• [What needs to be done]: Transcribe each line of the material with no alterations.

• [Excerpted data]:
=== Section Start ===

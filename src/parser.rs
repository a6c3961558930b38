//! Parser for clique cover instance files. The format is line
//! oriented: the vertex count on the first line, the clique bound
//! to test on the second, then one edge per line as two vertex
//! labels. Blank lines are skipped.

use std::io::BufRead;

use crate::{
    get_line_parse, parse_single_line,
    graph::{Graph, VertexIndex},
    Error,
};

pub type Input<'a> = &'a str;
pub type ParseError<'a> = nom::error::VerboseError<Input<'a>>;
pub type ParseResult<'a, O> = nom::IResult<Input<'a>, O, ParseError<'a>>;

fn parse_count(input: Input<'_>) -> ParseResult<'_, VertexIndex> {
    use nom::{
        character::complete::{i32, space0},
        sequence::delimited,
    };

    delimited(space0, i32, space0)(input)
}

fn parse_edge(input: Input<'_>) -> ParseResult<'_, (VertexIndex, VertexIndex)> {
    use nom::{
        character::complete::{i32, multispace1, space0},
        sequence::{delimited, pair, terminated},
    };

    delimited(space0, pair(terminated(i32, multispace1), i32), space0)(input)
}

pub fn parse_instance<B: BufRead>(input: B) -> Result<Graph, Error> {
    use nom::combinator::eof;

    let mut lines = input.lines();

    get_line_parse!(lines, nodes_count, parse_count);
    get_line_parse!(lines, min_clique_num, parse_count);

    let mut graph = Graph::new(nodes_count, min_clique_num)?;

    for line in lines {
        let line = line?;
        if line.trim().is_empty() {
            continue;
        }
        parse_single_line!(edge, parse_edge(&line));
        graph.add_edge(edge.0, edge.1)?;
    }

    Ok(graph)
}

#[cfg(test)]
mod test {
    use std::io::BufReader;

    use super::*;
    use crate::graph::GraphError;

    #[test]
    fn test_parse_count() -> Result<(), Error> {
        let (_, parsed) = parse_count(" 42 ")?;
        assert_eq!(42, parsed);
        Ok(())
    }

    #[test]
    fn test_parse_edge() -> Result<(), Error> {
        let (_, parsed) = parse_edge("3 7")?;
        assert_eq!((3, 7), parsed);
        Ok(())
    }

    #[test]
    fn test_parse_instance() -> Result<(), Error> {
        let instance = "3
2
1 2

2 3
";
        let buf = BufReader::new(instance.as_bytes());
        let parsed = parse_instance(buf)?;

        let mut expected = Graph::new(3, 2)?;
        expected.add_edge(1, 2)?;
        expected.add_edge(2, 3)?;
        assert_eq!(expected, parsed);
        Ok(())
    }

    #[test]
    fn test_parse_instance_dedups_edges() -> Result<(), Error> {
        let instance = "3\n1\n1 2\n2 1\n1 2\n";
        let buf = BufReader::new(instance.as_bytes());
        let parsed = parse_instance(buf)?;
        assert_eq!(1, parsed.number_edges());
        Ok(())
    }

    #[test]
    fn test_parse_instance_rejects_bad_clique_bound() {
        let too_large = BufReader::new("3\n4\n1 2\n".as_bytes());
        assert!(matches!(
            parse_instance(too_large),
            Err(Error::GraphError(GraphError::BadCliqueBound(4)))
        ));

        let zero = BufReader::new("3\n0\n1 2\n".as_bytes());
        assert!(matches!(
            parse_instance(zero),
            Err(Error::GraphError(GraphError::BadCliqueBound(0)))
        ));
    }

    #[test]
    fn test_parse_instance_rejects_loops_and_range() {
        let loop_edge = BufReader::new("3\n2\n2 2\n".as_bytes());
        assert!(matches!(
            parse_instance(loop_edge),
            Err(Error::GraphError(GraphError::LoopEdge(2)))
        ));

        let out_of_range = BufReader::new("3\n2\n1 4\n".as_bytes());
        assert!(matches!(
            parse_instance(out_of_range),
            Err(Error::GraphError(GraphError::VertexOutOfRange(4)))
        ));
    }

    #[test]
    fn test_parse_instance_rejects_garbage() {
        let garbage = BufReader::new("3\n2\n1 two\n".as_bytes());
        assert!(matches!(parse_instance(garbage), Err(Error::ParseError(_))));

        let missing_header = BufReader::new("".as_bytes());
        assert!(parse_instance(missing_header).is_err());
    }
}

=== Section End ===

• [Answer space]:
filename src/parser.rs
repository a6c3961558930b38
//! Parser for clique cover instance files. The format is line
//! oriented: the vertex count on the first line, the clique bound
//! to test on the second, then one edge per line as two vertex
//! labels. Blank lines are skipped.

use std::io::BufRead;

use crate::{
    get_line_parse, parse_single_line,
    graph::{Graph, VertexIndex},
    Error,
};

pub type Input<'a> = &'a str;
pub type ParseError<'a> = nom::error::VerboseError<Input<'a>>;
pub type ParseResult<'a, O> = nom::IResult<Input<'a>, O, ParseError<'a>>;

fn parse_count(input: Input<'_>) -> ParseResult<'_, VertexIndex> {
    use nom::{
        character::complete::{i32, space0},
        sequence::delimited,
    };

    delimited(space0, i32, space0)(input)
}

fn parse_edge(input: Input<'_>) -> ParseResult<'_, (VertexIndex, VertexIndex)> {
    use nom::{
        character::complete::{i32, multispace1, space0},
        sequence::{delimited, pair, terminated},
    };

    delimited(space0, pair(terminated(i32, multispace1), i32), space0)(input)
}

pub fn parse_instance<B: BufRead>(input: B) -> Result<Graph, Error> {
    use nom::combinator::eof;

    let mut lines = input.lines();

    get_line_parse!(lines, nodes_count, parse_count);
    get_line_parse!(lines, min_clique_num, parse_count);

    let mut graph = Graph::new(nodes_count, min_clique_num)?;

    for line in lines {
        let line = line?;
        if line.trim().is_empty() {
            continue;
        }
        parse_single_line!(edge, parse_edge(&line));
        graph.add_edge(edge.0, edge.1)?;
    }

    Ok(graph)
}

#[cfg(test)]
mod test {
    use std::io::BufReader;

    use super::*;
    use crate::graph::GraphError;

    #[test]
    fn test_parse_count() -> Result<(), Error> {
        let (_, parsed) = parse_count(" 42 ")?;
        assert_eq!(42, parsed);
        Ok(())
    }

    #[test]
    fn test_parse_edge() -> Result<(), Error> {
        let (_, parsed) = parse_edge("3 7")?;
        assert_eq!((3, 7), parsed);
        Ok(())
    }

    #[test]
    fn test_parse_instance() -> Result<(), Error> {
        let instance = "3
2
1 2

2 3
";
        let buf = BufReader::new(instance.as_bytes());
        let parsed = parse_instance(buf)?;

        let mut expected = Graph::new(3, 2)?;
        expected.add_edge(1, 2)?;
        expected.add_edge(2, 3)?;
        assert_eq!(expected, parsed);
        Ok(())
    }

    #[test]
    fn test_parse_instance_dedups_edges() -> Result<(), Error> {
        let instance = "3\n1\n1 2\n2 1\n1 2\n";
        let buf = BufReader::new(instance.as_bytes());
        let parsed = parse_instance(buf)?;
        assert_eq!(1, parsed.number_edges());
        Ok(())
    }

    #[test]
    fn test_parse_instance_rejects_bad_clique_bound() {
        let too_large = BufReader::new("3\n4\n1 2\n".as_bytes());
        assert!(matches!(
            parse_instance(too_large),
            Err(Error::GraphError(GraphError::BadCliqueBound(4)))
        ));

        let zero = BufReader::new("3\n0\n1 2\n".as_bytes());
        assert!(matches!(
            parse_instance(zero),
            Err(Error::GraphError(GraphError::BadCliqueBound(0)))
        ));
    }

    #[test]
    fn test_parse_instance_rejects_loops_and_range() {
        let loop_edge = BufReader::new("3\n2\n2 2\n".as_bytes());
        assert!(matches!(
            parse_instance(loop_edge),
            Err(Error::GraphError(GraphError::LoopEdge(2)))
        ));

        let out_of_range = BufReader::new("3\n2\n1 4\n".as_bytes());
        assert!(matches!(
            parse_instance(out_of_range),
            Err(Error::GraphError(GraphError::VertexOutOfRange(4)))
        ));
    }

    #[test]
    fn test_parse_instance_rejects_garbage() {
        let garbage = BufReader::new("3\n2\n1 two\n".as_bytes());
        assert!(matches!(parse_instance(garbage), Err(Error::ParseError(_))));

        let missing_header = BufReader::new("".as_bytes());
        assert!(parse_instance(missing_header).is_err());
    }
}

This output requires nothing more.